La CNDH est une autorité indépendante, reformée en 2017 et constitutionnalisée en 2018, qui a pour mission de :

  • Promouvoir les droits de l’homme, 
  • Fournir des avis au Gouvernement, 
  • Engager des enquêtes sur les cas de violations, 
  • Mener des études et participer à la révision de la législation en vigueur et à l'élaboration de nouvelles normes relatives aux droits de l'homme. 

Elle dispose de 23 délégués provinciaux et est chargée, entre autres, de lutter contre le mariage précoce, le viol et les violences basées sur le genre ainsi que de sensibiliser l’opinion publique et les autorités politiques, administratives, militaires, traditionnelles et religieuses.

 Au vu de la multiplicité de ses tâches et de la grande importance de son travail, un appui à la CNDH lui permettra de mieux remplir sa mission tout en renforçant d'autres interventions prioritaires poursuivies par la présente action.

 

  • La Haute autorité des médias et de l'audiovisuel (HAMA)

La HAMA est une autorité administrative et indépendante instituée en 2018. Elle est chargée de veiller au respect des règles déontologiques, réguler l’accès et l’exercice de la profession de journaliste, assurer la liberté de la communication audiovisuelle et l’indépendance des médias de service public, veiller au respect des normes en matière de propagande politique et fixer les règles lors des campagnes électorales.  La structure dirigeante de la HAMA a été entièrement renouvelée début 2023. Étant donné sa fragilité vis-à-vis des instrumentalisations politiques et les ressources limitées dont elle dispose pour remplir son mandat, il est pertinent d’appuyer la HAMA pour soutenir un journalisme professionnel et objectif au Tchad.

 

  • La société civile

Elle est composée de nombreuses associations engagées dans la gouvernance, associations qui représentent les femmes, les jeunes et les groupes de personnes vivant en situation de vulnérabilité). Les organisations de la société civile (OSCs) sont caractérisées par leur forte vulnérabilité et peinent à mener à bien les activités citoyennes, notamment en périodes électorales. Par ailleurs, la capacité institutionnelle des organisations de la société civile reste faible au Tchad et leur espace d'expression a tendance à se réduire progressivement depuis plusieurs années.  

 

  • Les médias (publics, confessionnels, associatifs, communautaires, commerciales) dans leur rôle d'information et de sensibilisation concernant la démocratie, les droits et devoirs de la citoyenneté, les droits humains y compris l’aspect genre, et la participation civique. 

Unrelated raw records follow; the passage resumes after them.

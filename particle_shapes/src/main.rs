//! Print bounding boxes and radial spread for every shape.
//!
//! Usage: `shape_stats [COUNT]` (default 8000).

use particle_shapes::{generate, ShapeKind};

fn main() {
    let count: usize = std::env::args()
        .nth(1)
        .and_then(|a| a.trim().parse().ok())
        .unwrap_or(8000);

    println!();
    println!("╔══════════════════════════════════════════════════════╗");
    println!("║            Particle Shape Statistics                 ║");
    println!("╚══════════════════════════════════════════════════════╝");
    println!();
    println!("  {} particles per shape", count);
    println!();
    println!("  {:<12} {:>22} {:>22} {:>8}", "shape", "min (x,y,z)", "max (x,y,z)", "r̄");

    let shapes = ShapeKind::SELECTABLE.iter().copied().chain([ShapeKind::Sphere]);
    for shape in shapes {
        let buf = generate(shape, count);
        if buf.is_empty() {
            println!("  {:<12} (empty)", shape.name());
            continue;
        }
        let pts = buf.points();
        let min = pts.iter().copied().reduce(|a, b| a.min(b)).unwrap_or_default();
        let max = pts.iter().copied().reduce(|a, b| a.max(b)).unwrap_or_default();
        let mean_r = pts.iter().map(|p| p.length()).sum::<f32>() / pts.len() as f32;
        println!(
            "  {:<12} ({:>6.2},{:>6.2},{:>6.2}) ({:>6.2},{:>6.2},{:>6.2}) {:>8.3}",
            shape.name(), min.x, min.y, min.z, max.x, max.y, max.z, mean_r,
        );
    }
    println!();
}
//! Fuzz target for WireFrame::decode
//!
//! Feeds arbitrary text to the socket frame decoder to find:
//! - Panics on malformed or truncated JSON
//! - Frames that decode but cannot be encoded again
//! - Known frame types whose payload round trip changes meaning
//!
//! The decoder should NEVER panic. Invalid input returns an error, unknown
//! types return `None`.

#![no_main]

use libfuzzer_sys::fuzz_target;
use parley_proto::WireFrame;

fuzz_target!(|data: &[u8]| {
    let Ok(text) = std::str::from_utf8(data) else {
        return;
    };

    if let Ok(Some(frame)) = WireFrame::decode(text) {
        let encoded = frame.encode().expect("decoded frame must encode");
        let again = WireFrame::decode(&encoded).expect("encoded frame must decode");
        assert_eq!(again, Some(frame), "frame changed across encode/decode");
    }
});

Depuis les années 1990, le paysage médiatique s’est considérablement élargi avec la présence de la presse privée, éliminant ainsi le monopole de la presse publique. La radio FM/Liberté, créée par des activistes des droits humains, est la plus écoutée dans la capitale, notamment pour son réseau de correspondants basé dans l’ensemble du pays. Toutefois, la situation politique et sécuritaire fait peser des risques importants sur l’exercice du journalisme. Il existe au Tchad 7 chaînes de télévision, 67 radios, 55 journaux et plusieurs médias en ligne. Les journalistes et les gestionnaires des radios ont besoin à la fois de renforcement des capacités et de soutien matériel.

 

  • Les autorités traditionnelles dans le renforcement de leur rôle en matière de prévention des conflits et médiation, ainsi que de sensibilisation aux droits des femmes et des filles. 

Les autorités traditionnelles et coutumières représentent un pouvoir moral et juridique institutionnalisé. Un Haut conseil des collectivités autonomes et des chefferies traditionnelles (HCCACT), en place depuis fin 2018, sera probablement remplacé par un nouvel organe dédié exclusivement aux chefferies traditionnelles L'Association des autorités coutumières et traditionnelles du Tchad (AACTT), opérationnelle depuis 1993, est censée promouvoir la médiation locale, notamment concernant les différends sur l'accès aux ressources naturelles.